* **DATA SHOWN**
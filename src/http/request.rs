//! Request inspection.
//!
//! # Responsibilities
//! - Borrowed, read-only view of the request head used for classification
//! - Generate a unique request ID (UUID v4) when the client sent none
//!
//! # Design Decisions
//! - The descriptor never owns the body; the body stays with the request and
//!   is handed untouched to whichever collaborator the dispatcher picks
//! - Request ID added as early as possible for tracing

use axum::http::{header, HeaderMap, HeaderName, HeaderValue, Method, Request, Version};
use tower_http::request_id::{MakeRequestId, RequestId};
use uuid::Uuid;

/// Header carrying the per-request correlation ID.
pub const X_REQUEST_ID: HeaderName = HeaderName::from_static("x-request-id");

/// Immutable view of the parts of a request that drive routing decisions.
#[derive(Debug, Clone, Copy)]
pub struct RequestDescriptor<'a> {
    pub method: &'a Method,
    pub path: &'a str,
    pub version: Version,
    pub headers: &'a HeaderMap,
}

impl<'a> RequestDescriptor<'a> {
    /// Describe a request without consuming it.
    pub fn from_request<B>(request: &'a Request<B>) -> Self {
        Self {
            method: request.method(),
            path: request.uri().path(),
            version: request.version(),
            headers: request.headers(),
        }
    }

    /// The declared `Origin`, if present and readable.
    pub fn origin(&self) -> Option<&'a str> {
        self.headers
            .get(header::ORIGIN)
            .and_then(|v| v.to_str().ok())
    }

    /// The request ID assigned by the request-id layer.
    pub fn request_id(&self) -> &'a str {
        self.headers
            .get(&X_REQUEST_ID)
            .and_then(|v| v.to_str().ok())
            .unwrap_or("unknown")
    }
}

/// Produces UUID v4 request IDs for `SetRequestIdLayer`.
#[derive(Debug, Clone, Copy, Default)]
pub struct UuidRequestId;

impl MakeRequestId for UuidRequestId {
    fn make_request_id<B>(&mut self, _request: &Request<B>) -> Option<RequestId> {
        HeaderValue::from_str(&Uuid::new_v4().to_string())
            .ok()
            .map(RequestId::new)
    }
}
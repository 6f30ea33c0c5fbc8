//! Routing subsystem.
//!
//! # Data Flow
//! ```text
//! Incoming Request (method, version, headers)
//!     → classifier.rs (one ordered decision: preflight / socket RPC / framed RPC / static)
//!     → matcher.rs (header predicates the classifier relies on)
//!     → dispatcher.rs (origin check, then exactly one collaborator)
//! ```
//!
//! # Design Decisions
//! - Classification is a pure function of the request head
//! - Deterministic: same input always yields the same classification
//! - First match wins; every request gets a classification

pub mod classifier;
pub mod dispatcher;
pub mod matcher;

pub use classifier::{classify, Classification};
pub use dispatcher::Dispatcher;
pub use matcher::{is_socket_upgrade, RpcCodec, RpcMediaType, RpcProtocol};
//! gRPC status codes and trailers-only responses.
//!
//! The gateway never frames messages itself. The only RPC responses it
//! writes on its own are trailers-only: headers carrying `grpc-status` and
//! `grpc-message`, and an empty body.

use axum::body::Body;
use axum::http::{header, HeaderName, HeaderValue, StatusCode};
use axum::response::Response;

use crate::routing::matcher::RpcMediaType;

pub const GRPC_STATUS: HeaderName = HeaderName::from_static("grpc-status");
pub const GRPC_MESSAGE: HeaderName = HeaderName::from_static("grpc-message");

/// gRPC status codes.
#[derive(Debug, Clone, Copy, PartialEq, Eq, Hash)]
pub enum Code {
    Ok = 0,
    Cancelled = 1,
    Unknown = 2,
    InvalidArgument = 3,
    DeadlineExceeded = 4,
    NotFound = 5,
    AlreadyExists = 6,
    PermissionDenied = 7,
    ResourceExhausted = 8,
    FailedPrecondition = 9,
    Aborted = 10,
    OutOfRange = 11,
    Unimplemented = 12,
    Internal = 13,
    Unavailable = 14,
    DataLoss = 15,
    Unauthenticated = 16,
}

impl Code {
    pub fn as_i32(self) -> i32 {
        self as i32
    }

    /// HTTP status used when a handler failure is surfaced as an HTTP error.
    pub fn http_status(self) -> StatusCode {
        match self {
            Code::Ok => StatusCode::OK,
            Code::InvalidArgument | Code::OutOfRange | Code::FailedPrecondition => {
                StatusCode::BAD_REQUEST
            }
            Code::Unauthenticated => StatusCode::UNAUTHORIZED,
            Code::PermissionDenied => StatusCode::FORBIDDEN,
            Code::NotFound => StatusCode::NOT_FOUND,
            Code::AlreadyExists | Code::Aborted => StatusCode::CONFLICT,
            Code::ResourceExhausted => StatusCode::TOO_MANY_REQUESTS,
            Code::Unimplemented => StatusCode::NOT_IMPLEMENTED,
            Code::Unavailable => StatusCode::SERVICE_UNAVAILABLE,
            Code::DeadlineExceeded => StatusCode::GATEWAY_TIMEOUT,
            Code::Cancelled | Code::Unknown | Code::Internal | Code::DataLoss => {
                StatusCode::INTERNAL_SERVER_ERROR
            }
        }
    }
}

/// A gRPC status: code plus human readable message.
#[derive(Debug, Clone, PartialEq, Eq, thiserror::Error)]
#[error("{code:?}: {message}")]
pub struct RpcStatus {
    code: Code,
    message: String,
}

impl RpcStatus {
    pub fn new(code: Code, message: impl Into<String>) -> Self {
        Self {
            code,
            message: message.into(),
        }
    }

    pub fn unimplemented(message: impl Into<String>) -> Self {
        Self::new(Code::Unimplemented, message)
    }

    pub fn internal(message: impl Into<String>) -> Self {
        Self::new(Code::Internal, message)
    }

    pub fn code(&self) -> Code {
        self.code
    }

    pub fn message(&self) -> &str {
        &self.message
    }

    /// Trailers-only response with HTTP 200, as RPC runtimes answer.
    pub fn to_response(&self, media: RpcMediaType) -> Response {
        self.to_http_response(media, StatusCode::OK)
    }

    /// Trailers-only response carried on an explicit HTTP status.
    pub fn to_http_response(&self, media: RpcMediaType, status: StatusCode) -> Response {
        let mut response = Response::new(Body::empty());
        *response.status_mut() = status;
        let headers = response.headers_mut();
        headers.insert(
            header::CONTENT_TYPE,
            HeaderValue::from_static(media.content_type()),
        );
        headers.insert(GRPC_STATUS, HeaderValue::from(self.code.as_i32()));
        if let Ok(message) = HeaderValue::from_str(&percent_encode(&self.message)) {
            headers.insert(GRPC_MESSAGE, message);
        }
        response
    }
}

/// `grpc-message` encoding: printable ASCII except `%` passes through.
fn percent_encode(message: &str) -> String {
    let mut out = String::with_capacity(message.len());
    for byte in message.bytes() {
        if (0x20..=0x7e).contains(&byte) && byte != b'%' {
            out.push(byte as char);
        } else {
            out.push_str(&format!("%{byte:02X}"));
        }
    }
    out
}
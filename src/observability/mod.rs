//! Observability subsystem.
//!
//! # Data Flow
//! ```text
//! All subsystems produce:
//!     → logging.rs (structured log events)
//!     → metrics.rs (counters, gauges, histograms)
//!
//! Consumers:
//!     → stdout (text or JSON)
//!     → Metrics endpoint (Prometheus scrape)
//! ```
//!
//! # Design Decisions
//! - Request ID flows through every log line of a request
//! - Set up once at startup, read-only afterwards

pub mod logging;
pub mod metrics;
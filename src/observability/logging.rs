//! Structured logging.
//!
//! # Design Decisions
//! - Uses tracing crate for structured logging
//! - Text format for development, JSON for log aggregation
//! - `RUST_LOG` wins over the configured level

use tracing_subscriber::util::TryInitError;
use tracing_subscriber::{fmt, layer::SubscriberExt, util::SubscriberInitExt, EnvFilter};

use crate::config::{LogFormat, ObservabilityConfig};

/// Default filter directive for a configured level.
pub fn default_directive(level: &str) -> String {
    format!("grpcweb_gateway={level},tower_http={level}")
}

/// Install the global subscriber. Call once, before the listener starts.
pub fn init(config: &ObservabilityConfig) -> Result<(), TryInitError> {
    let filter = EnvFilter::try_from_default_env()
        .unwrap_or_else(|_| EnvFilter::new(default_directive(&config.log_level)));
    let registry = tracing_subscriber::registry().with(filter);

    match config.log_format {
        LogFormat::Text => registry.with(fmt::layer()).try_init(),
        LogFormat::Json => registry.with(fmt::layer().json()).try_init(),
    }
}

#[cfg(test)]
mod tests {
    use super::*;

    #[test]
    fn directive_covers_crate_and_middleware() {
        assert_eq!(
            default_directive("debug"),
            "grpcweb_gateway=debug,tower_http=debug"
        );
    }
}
* * *
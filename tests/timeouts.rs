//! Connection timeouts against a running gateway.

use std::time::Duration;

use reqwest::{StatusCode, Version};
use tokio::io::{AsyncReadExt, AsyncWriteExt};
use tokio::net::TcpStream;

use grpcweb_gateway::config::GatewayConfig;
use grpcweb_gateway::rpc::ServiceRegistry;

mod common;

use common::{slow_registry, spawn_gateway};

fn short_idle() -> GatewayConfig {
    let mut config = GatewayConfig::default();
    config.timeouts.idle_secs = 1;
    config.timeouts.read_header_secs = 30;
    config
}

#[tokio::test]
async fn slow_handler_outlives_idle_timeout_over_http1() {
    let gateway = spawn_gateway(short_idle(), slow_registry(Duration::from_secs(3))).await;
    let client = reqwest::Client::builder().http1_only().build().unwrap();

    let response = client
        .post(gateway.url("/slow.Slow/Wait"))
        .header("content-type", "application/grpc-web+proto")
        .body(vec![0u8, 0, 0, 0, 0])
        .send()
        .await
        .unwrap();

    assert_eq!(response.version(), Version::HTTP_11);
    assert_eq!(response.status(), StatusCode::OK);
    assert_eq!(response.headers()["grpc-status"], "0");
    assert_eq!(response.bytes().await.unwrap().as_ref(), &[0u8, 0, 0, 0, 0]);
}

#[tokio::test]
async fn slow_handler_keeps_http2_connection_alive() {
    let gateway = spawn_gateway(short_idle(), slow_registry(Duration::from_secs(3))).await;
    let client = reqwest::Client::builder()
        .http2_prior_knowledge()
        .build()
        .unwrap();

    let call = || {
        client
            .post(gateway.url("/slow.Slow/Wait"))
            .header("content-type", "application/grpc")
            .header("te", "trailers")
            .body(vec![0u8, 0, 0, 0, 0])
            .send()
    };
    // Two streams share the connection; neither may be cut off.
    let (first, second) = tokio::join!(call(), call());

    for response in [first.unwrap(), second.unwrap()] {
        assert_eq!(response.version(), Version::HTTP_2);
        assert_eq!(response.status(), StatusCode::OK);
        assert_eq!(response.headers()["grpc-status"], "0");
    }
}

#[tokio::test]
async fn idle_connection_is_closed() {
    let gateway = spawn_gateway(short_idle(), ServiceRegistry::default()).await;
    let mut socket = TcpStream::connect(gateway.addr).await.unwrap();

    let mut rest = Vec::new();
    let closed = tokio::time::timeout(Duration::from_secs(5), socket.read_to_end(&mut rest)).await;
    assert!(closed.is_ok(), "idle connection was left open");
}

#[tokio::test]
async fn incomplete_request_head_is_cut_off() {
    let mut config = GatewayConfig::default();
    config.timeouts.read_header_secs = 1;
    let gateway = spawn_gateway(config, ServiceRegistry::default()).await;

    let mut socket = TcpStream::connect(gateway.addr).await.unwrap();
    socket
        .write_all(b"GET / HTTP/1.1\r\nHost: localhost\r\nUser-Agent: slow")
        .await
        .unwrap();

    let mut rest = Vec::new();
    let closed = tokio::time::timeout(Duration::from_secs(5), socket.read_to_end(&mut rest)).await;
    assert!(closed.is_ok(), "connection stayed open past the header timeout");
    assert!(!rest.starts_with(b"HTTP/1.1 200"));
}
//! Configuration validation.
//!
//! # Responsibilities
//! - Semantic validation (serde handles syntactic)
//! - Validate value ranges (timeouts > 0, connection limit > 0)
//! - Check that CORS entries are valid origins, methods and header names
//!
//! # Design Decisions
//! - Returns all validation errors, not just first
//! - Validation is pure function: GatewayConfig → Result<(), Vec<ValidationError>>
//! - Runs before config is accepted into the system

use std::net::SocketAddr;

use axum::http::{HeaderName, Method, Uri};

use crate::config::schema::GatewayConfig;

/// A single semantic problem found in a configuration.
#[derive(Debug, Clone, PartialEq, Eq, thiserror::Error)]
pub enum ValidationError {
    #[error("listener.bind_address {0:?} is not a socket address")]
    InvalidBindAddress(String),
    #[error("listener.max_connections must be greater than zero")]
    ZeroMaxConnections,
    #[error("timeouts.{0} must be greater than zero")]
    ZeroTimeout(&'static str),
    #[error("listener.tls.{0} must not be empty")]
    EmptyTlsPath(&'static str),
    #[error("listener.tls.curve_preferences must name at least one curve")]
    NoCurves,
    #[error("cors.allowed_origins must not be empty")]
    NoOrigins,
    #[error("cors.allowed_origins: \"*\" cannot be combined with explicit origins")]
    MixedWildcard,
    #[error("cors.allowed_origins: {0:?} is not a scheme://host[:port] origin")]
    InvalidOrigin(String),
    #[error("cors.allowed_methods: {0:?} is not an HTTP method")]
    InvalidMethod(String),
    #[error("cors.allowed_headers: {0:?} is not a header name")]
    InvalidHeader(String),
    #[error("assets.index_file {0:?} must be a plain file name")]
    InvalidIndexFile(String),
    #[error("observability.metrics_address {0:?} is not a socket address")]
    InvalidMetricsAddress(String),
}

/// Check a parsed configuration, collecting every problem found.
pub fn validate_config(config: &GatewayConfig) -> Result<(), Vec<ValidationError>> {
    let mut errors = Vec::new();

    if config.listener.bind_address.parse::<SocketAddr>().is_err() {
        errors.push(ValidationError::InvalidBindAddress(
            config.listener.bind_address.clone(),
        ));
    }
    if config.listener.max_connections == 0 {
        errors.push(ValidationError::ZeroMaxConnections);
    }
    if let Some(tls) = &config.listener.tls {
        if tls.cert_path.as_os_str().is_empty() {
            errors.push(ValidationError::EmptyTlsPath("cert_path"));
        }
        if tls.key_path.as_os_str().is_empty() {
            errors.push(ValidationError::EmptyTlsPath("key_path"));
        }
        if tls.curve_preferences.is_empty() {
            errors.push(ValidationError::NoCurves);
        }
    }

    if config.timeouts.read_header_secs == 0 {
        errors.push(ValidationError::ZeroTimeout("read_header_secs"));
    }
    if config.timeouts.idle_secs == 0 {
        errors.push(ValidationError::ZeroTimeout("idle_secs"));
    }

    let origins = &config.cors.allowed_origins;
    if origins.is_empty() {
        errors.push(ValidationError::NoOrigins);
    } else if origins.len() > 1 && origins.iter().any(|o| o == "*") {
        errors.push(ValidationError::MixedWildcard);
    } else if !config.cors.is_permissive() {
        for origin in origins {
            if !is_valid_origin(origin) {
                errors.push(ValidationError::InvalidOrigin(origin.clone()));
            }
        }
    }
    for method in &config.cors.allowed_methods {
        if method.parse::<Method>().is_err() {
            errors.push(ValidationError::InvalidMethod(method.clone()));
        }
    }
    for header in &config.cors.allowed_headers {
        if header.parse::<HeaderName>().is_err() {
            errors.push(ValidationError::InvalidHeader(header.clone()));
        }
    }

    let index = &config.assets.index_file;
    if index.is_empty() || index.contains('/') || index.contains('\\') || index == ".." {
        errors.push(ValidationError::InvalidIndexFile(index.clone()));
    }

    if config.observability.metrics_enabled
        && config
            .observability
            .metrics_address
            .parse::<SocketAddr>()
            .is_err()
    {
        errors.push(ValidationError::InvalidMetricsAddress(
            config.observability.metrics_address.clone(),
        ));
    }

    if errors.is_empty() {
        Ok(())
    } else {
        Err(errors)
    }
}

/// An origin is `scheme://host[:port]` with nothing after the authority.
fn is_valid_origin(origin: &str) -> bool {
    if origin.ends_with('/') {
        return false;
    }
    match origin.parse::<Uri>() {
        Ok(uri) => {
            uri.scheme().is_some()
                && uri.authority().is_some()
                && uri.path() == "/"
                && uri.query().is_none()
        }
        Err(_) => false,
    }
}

* **WHAT YOU WILL DO**
Transcribe, exactly and without additions, the lines of the records above, beginning with the line that contains "filename src/http/request.rs" and ending with the line that contains "the request and", both included.

* **YOUR SOLUTION**
filename src/http/request.rs
//! Request inspection.
//!
//! # Responsibilities
//! - Borrowed, read-only view of the request head used for classification
//! - Generate a unique request ID (UUID v4) when the client sent none
//!
//! # Design Decisions
//! - The descriptor never owns the body; the body stays with the request and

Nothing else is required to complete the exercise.